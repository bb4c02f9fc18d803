//! `/v1/config` types.

use std::collections::HashMap;

use serde::{Deserialize, Serialize};

/// Server configuration returned to clients.
#[derive(Debug, Clone, Default, PartialEq, Eq, Serialize, Deserialize, utoipa::ToSchema)]
pub struct ConfigResponse {
    /// Client-side defaults the client may override.
    pub defaults: HashMap<String, String>,
    /// Settings that take precedence over client configuration.
    pub overrides: HashMap<String, String>,
}

/// Query parameters for `/v1/config`.
#[derive(Debug, Clone, Default, Deserialize, utoipa::IntoParams)]
#[into_params(parameter_in = Query)]
pub struct ConfigQuery {
    /// Requested warehouse. Accepted and ignored.
    pub warehouse: Option<String>,
}
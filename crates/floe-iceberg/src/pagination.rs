//! Cursor pagination for list endpoints.
//!
//! Page tokens are opaque to clients: URL-safe base64 of a small versioned
//! JSON cursor naming the last item of the previous page. Results are keyed,
//! not indexed, so pages stay stable when earlier items are removed.

use base64::engine::general_purpose::URL_SAFE_NO_PAD;
use base64::Engine;
use serde::de::DeserializeOwned;
use serde::{Deserialize, Serialize};

use crate::error::{RestError, RestResult};

const CURSOR_VERSION: u8 = 1;

#[derive(Serialize, Deserialize)]
struct Cursor<K> {
    v: u8,
    after: K,
}

/// Encodes a page token resuming after `after`.
///
/// # Errors
///
/// Returns an internal error if the key cannot be serialized.
pub fn encode_token<K: Serialize>(after: &K) -> RestResult<String> {
    let json = serde_json::to_vec(&Cursor {
        v: CURSOR_VERSION,
        after,
    })
    .map_err(|e| RestError::internal(format!("failed to encode page token: {e}")))?;
    Ok(URL_SAFE_NO_PAD.encode(json))
}

/// Decodes a page token.
///
/// # Errors
///
/// Returns a malformed request error for tokens this server did not issue.
pub fn decode_token<K: DeserializeOwned>(token: &str) -> RestResult<K> {
    let invalid = || RestError::malformed("Invalid pageToken");
    let bytes = URL_SAFE_NO_PAD.decode(token).map_err(|_| invalid())?;
    let cursor: Cursor<K> = serde_json::from_slice(&bytes).map_err(|_| invalid())?;
    if cursor.v != CURSOR_VERSION {
        return Err(invalid());
    }
    Ok(cursor.after)
}

/// Returns one page of `items`, which must be sorted ascending by `key`.
///
/// An empty token starts from the beginning. Without a page size, everything
/// after the cursor is returned. The next token is `None` once the final item
/// has been returned.
///
/// # Errors
///
/// Returns a malformed request error for an undecodable token or a zero page
/// size.
pub fn paginate<T, K, F>(
    items: Vec<T>,
    key: F,
    page_token: Option<&str>,
    page_size: Option<u32>,
) -> RestResult<(Vec<T>, Option<String>)>
where
    K: Ord + Serialize + DeserializeOwned,
    F: Fn(&T) -> K,
{
    let start = match page_token.filter(|t| !t.is_empty()) {
        Some(token) => {
            let after: K = decode_token(token)?;
            items.partition_point(|item| key(item) <= after)
        }
        None => 0,
    };
    let remaining = items.len() - start;
    let size = match page_size {
        Some(0) => return Err(RestError::malformed("pageSize must be greater than zero")),
        Some(size) => usize::try_from(size).unwrap_or(usize::MAX).min(remaining),
        None => remaining,
    };

    let end = start + size;
    let next = if end < items.len() && end > start {
        Some(encode_token(&key(&items[end - 1]))?)
    } else {
        None
    };

    let page = items.into_iter().skip(start).take(size).collect();
    Ok((page, next))
}
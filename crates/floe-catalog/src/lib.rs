//! # floe-catalog
//!
//! The catalog capability set consumed by the Floe REST layer.
//!
//! This crate owns everything below the wire protocol:
//!
//! - **Catalog trait**: namespace and table lifecycle, sidecar key/value
//!   storage, and the atomic multi-operation transaction primitive
//! - **Table metadata**: schemas, partition specs, sort orders, snapshots
//! - **Commit semantics**: optimistic-concurrency requirements and the
//!   ordered application of metadata updates
//! - **Memory backend**: a complete in-process implementation used by the
//!   server in development and by the test suites
//!
//! ## Example
//!
//! ```rust,ignore
//! use std::sync::Arc;
//! use floe_catalog::{Catalog, MemoryCatalog};
//!
//! let catalog: Arc<dyn Catalog> = Arc::new(MemoryCatalog::new());
//! catalog.create_namespace(&vec!["sales".into()], Default::default()).await?;
//! ```

#![forbid(unsafe_code)]
#![deny(missing_docs)]
#![deny(rust_2018_idioms)]
#![warn(clippy::pedantic)]

pub mod catalog;
pub mod error;
pub mod memory;
pub mod metadata;
pub mod transaction;
pub mod update;

pub use catalog::{
    Catalog, NamespaceIdent, Properties, PropertiesUpdateSummary, Table, TableIdent, TableStream,
};
pub use error::{CatalogError, CatalogResult};
pub use memory::MemoryCatalog;
pub use metadata::TableMetadata;
pub use transaction::{
    CommitTableRequest, CreateTableRequest, FollowerCatalog, FollowerFailure, TransactionReceipt,
    TransactionRequest,
};
pub use update::{TableRequirement, TableUpdate};
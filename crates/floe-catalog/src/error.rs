//! Catalog error types.
//!
//! Backends report failures through [`CatalogError`]. The sentinel variants
//! identify conditions the REST layer translates to specific wire errors;
//! everything else is opaque to clients.

use std::error::Error as StdError;

use thiserror::Error;

/// Result type alias for catalog operations.
pub type CatalogResult<T> = Result<T, CatalogError>;

type BoxError = Box<dyn StdError + Send + Sync + 'static>;

/// Errors returned by catalog implementations.
#[derive(Debug, Error)]
pub enum CatalogError {
    /// The namespace is not registered.
    #[error("namespace does not exist: {namespace}")]
    NamespaceNotFound {
        /// Dotted namespace name.
        namespace: String,
    },

    /// The namespace is already registered.
    #[error("namespace already exists: {namespace}")]
    NamespaceAlreadyExists {
        /// Dotted namespace name.
        namespace: String,
    },

    /// The namespace still holds tables or child namespaces.
    #[error("namespace is not empty: {namespace}")]
    NamespaceNotEmpty {
        /// Dotted namespace name.
        namespace: String,
    },

    /// The table is not registered.
    #[error("table does not exist: {table}")]
    TableNotFound {
        /// Dotted table name.
        table: String,
    },

    /// A table with this identifier is already registered.
    #[error("table already exists: {table}")]
    TableAlreadyExists {
        /// Dotted table name.
        table: String,
    },

    /// No sidecar value is stored under the key.
    #[error("sidecar key does not exist: {key}")]
    SidecarNotFound {
        /// Sidecar key.
        key: String,
    },

    /// An optimistic-concurrency requirement did not hold.
    #[error("requirement failed: {message}")]
    RequirementFailed {
        /// Description of the failed assertion.
        message: String,
    },

    /// An update could not be applied to the current metadata.
    #[error("invalid update: {message}")]
    InvalidUpdate {
        /// Description of the rejected update.
        message: String,
    },

    /// Failure inside the storage backend.
    #[error("backend failure: {message}")]
    Backend {
        /// Human-readable description.
        message: String,
        /// Underlying cause, if any.
        #[source]
        source: Option<BoxError>,
    },

    /// Adds context to an underlying catalog error.
    #[error("{context}")]
    Context {
        /// What the catalog was doing.
        context: String,
        /// The wrapped error.
        #[source]
        source: Box<CatalogError>,
    },
}

impl CatalogError {
    /// Creates a backend error without an underlying cause.
    #[must_use]
    pub fn backend(message: impl Into<String>) -> Self {
        Self::Backend {
            message: message.into(),
            source: None,
        }
    }

    /// Creates a backend error wrapping an underlying cause.
    #[must_use]
    pub fn backend_with_source(
        message: impl Into<String>,
        source: impl StdError + Send + Sync + 'static,
    ) -> Self {
        Self::Backend {
            message: message.into(),
            source: Some(Box::new(source)),
        }
    }

    /// Wraps this error with additional context.
    #[must_use]
    pub fn context(self, context: impl Into<String>) -> Self {
        Self::Context {
            context: context.into(),
            source: Box::new(self),
        }
    }

    /// Iterates over this error and every wrapped catalog error beneath it.
    pub fn chain(&self) -> impl Iterator<Item = &CatalogError> {
        std::iter::successors(Some(self), |err| match err {
            Self::Context { source, .. } => Some(source.as_ref()),
            _ => None,
        })
    }

    /// Returns true if the error, or anything it wraps, matches the predicate.
    pub fn any(&self, predicate: impl Fn(&CatalogError) -> bool) -> bool {
        self.chain().any(predicate)
    }
}

pub(crate) fn lock_poisoned() -> CatalogError {
    CatalogError::backend("catalog state lock poisoned")
}

#[cfg(test)]
mod tests {
    use super::*;

    #[test]
    fn test_chain_walks_context() {
        let err = CatalogError::TableNotFound {
            table: "db.events".to_string(),
        }
        .context("loading table for commit")
        .context("transaction");

        assert_eq!(err.chain().count(), 3);
        assert!(err.any(|e| matches!(e, CatalogError::TableNotFound { .. })));
        assert!(!err.any(|e| matches!(e, CatalogError::NamespaceNotFound { .. })));
    }

    #[test]
    fn test_backend_source_is_exposed() {
        let io = std::io::Error::new(std::io::ErrorKind::Other, "disk on fire");
        let err = CatalogError::backend_with_source("write failed", io);
        assert!(StdError::source(&err).is_some());
        assert_eq!(err.to_string(), "backend failure: write failed");
    }
}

---+---

> **Your goal**
Exactly the lines from the start of the entries through the one bearing "a small versioned" are to be output, with both ends included.

> **Output of the exercise**
repository bb4c02f9fc18d803
//! `/v1/config` types.

use std::collections::HashMap;

use serde::{Deserialize, Serialize};

/// Server configuration returned to clients.
#[derive(Debug, Clone, Default, PartialEq, Eq, Serialize, Deserialize, utoipa::ToSchema)]
pub struct ConfigResponse {
    /// Client-side defaults the client may override.
    pub defaults: HashMap<String, String>,
    /// Settings that take precedence over client configuration.
    pub overrides: HashMap<String, String>,
}

/// Query parameters for `/v1/config`.
#[derive(Debug, Clone, Default, Deserialize, utoipa::IntoParams)]
#[into_params(parameter_in = Query)]
pub struct ConfigQuery {
    /// Requested warehouse. Accepted and ignored.
    pub warehouse: Option<String>,
}
filename crates/floe-iceberg/src/pagination.rs
//! Cursor pagination for list endpoints.
//!
//! Page tokens are opaque to clients: URL-safe base64 of a small versioned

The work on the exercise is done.